Ein Blick in die Geschichte (166): Historisches Foto zeigt Hochhäuser in Bahnhofsviertel
Gefühlt gibt es den Freimarktsumzug schon seit Menschengedenken. Jedes Jahr wieder der Zug durch die Gemeinde, eine feine und dazu noch uralte Tradition. Doch in Wahrheit ist das blanker Unsinn, tatsächlich findet der Umzug erst seit 1968 statt. Damals nahm der Verkehrsverein eine „Tradition“ aus den frühen Nachkriegsjahren wieder auf.
Erstmals hatten Einzelhändler und Gastronomen 1953 einen „spontan-provisorischen Freimarktsumzug“ (Bremer Nachrichten) auf die Beine gestellt. Die Menschen waren begeistert, Zehntausende säumten die Straßen.
Weniger begeistert zeigten sich die Schausteller, im November 1953 geißelten sie die Aktion als „geschäftsschädigend“ und verbaten sich jedwede Wiederholung. Das war aber nicht das Aus für die Veranstaltung, wohl wegen des unbestreitbaren Erfolgs führten die Schausteller den Freimarktsumzug in eigener Regie fort. Freilich nur bis 1957, danach schlief der „große Festzug der Schausteller“ wieder ein.
Die Wiederbelebung von 1968 markierte eine Professionalisierung des Geschehens: der Freimarktsumzug als Stadtmarketing.

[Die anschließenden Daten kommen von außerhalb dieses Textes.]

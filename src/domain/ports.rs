use async_trait::async_trait;
#[cfg(test)]
use mockall::automock;

use super::cart::{CartLine, LineItem, PriceBreakdown, Product, UserId};
use super::errors::DomainError;
use super::order::{
    CapturedPayment, Invoice, InvoiceDetail, InvoiceView, NewInvoice, NewInvoiceDetail,
    NewReconciliation, Reconciliation, SellerOrder, SellerOrderStatus, SellerOrderView,
};

#[cfg_attr(test, automock)]
#[async_trait]
pub trait CartRepository: Send + Sync {
    async fn find_user_id_by_auth_id(&self, auth_id: &str) -> Result<Option<UserId>, DomainError>;
    async fn find_cart_lines_by_user(&self, user_id: UserId) -> Result<Vec<CartLine>, DomainError>;
    async fn find_products_by_ids(&self, ids: &[i64]) -> Result<Vec<Product>, DomainError>;
    async fn insert_cart_line(
        &self,
        user_id: UserId,
        product_id: i64,
    ) -> Result<CartLine, DomainError>;
    async fn delete_cart_line(&self, cart_line_id: i64) -> Result<(), DomainError>;
    async fn clear_cart(&self, user_id: UserId) -> Result<(), DomainError>;
}

#[cfg_attr(test, automock)]
#[async_trait]
pub trait OrderRepository: Send + Sync {
    async fn insert_invoice(&self, invoice: NewInvoice) -> Result<Invoice, DomainError>;
    async fn insert_invoice_details(
        &self,
        details: &[NewInvoiceDetail],
    ) -> Result<Vec<InvoiceDetail>, DomainError>;
    async fn insert_seller_order(
        &self,
        invoice_id: i64,
        status: SellerOrderStatus,
    ) -> Result<SellerOrder, DomainError>;
    /// Returns `None` when no row matches `order_id`.
    async fn update_seller_order_status(
        &self,
        order_id: i64,
        status: SellerOrderStatus,
    ) -> Result<Option<SellerOrder>, DomainError>;
    async fn list_seller_orders(&self) -> Result<Vec<SellerOrderView>, DomainError>;
    async fn find_invoice_by_id(&self, id: i64) -> Result<Option<InvoiceView>, DomainError>;
    /// Case-insensitive substring match on the invoice number.
    async fn find_invoices_by_number(&self, fragment: &str) -> Result<Vec<Invoice>, DomainError>;
    async fn insert_reconciliation(
        &self,
        record: NewReconciliation,
    ) -> Result<Reconciliation, DomainError>;
    async fn resolve_reconciliation(
        &self,
        id: i64,
        invoice_number: &str,
    ) -> Result<(), DomainError>;
}

#[cfg_attr(test, automock)]
#[async_trait]
pub trait PaymentGateway: Send + Sync {
    /// Creates a remote order for `breakdown` and returns the provider order id.
    async fn create_order(
        &self,
        breakdown: &PriceBreakdown,
        items: &[LineItem],
        correlation_ref: &str,
    ) -> Result<String, DomainError>;
    async fn capture_order(&self, provider_order_id: &str) -> Result<CapturedPayment, DomainError>;
}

Verwirrend nur, dass der runde Geburtstag schon heute und nicht erst im kommenden Jahr gefeiert wird – an jede einzelne Gruppe wurde ein T-Shirt mit einer aufgedruckten Fünfzig ausgegeben, beim Festschmuck soll das Jubiläum angemessene Berücksichtigung finden. Die scheinbar verfrühte Jubelarie hat mit einer etwas unorthodoxen Zählweise zu tun: Gefeiert wird nicht das 50-jährige Bestehen, sondern die 50. Auflage des Freimarktsumzugs.
Im Hintergrund das eingerüstete Siemens-Hochhaus
Als historische Illustration möge dieses Foto aus dem Freimarktbuch von Johann-Günther König dienen – auch wenn es nicht den Freimarktsumzug von 1968 darstellt, sondern eine Freimarktfeier von 1961 auf dem Bahnhofsplatz zeigen soll. Allerdings kann es damit kaum seine Richtigkeit haben, ist doch im Hintergrund schon in voller Größe das freilich noch eingerüstete Siemens-Hochhaus zu sehen. So weit war man damals aber noch nicht. Die Bauarbeiten für das lange Zeit höchste Bauwerk Bremens hatten erst im September 1961 mit den Ausschachtungen begonnen. Auch 1962 kann das Foto nicht entstanden sein, weil im März 1963 erst acht von sechzehn Stockwerken fertiggestellt waren.
Am linken Bildrand ist gerade eben noch das schon fertiggestellte Tivoli-Hochhaus zu sehen. Der Name erinnert an das gleichnamige Café unweit des Hochhaus-Standorts, der damalige Bausenator Alfred Balcke hatte die Bezeichnung angeregt. Einigermaßen deplatziert inmitten der modernen Bebauung wirkt das historistische Gebäude der „Edeka-Bank“, das noch im Dezember 1964 von einem erzürnten Leserbrief-Schreiber des Weser-Kuriers als Schandfleck empfunden wurde (hier eine Aufnahme mit dem Gebäude von 1952).
Das schwer kriegszerstörte Areal östlich des Herdentorsteinwegs war noch bis in die frühen 1960er Jahre eine Brachfläche, ein „Trümmergelände“, das von Gebrauchtwarenhändlern genutzt wurde. Doch dabei sollte es natürlich nicht bleiben, geplant war ursprünglich eine Hochhauskette von fünf Gebäuden, die sich bis zum damals noch als Standort des Siemens-Hochhauses vorgesehenen Hillmann-Gelände hinziehen sollte. Der viel gepriesene „Wiederaufbau“ des Bereichs beschränkte sich dann allerdings auf den Bau von nur zwei Hochhäusern. Das Tivoli-Hochhaus wurde 1962 fertiggestellt, das Siemens-Hochhaus 1965.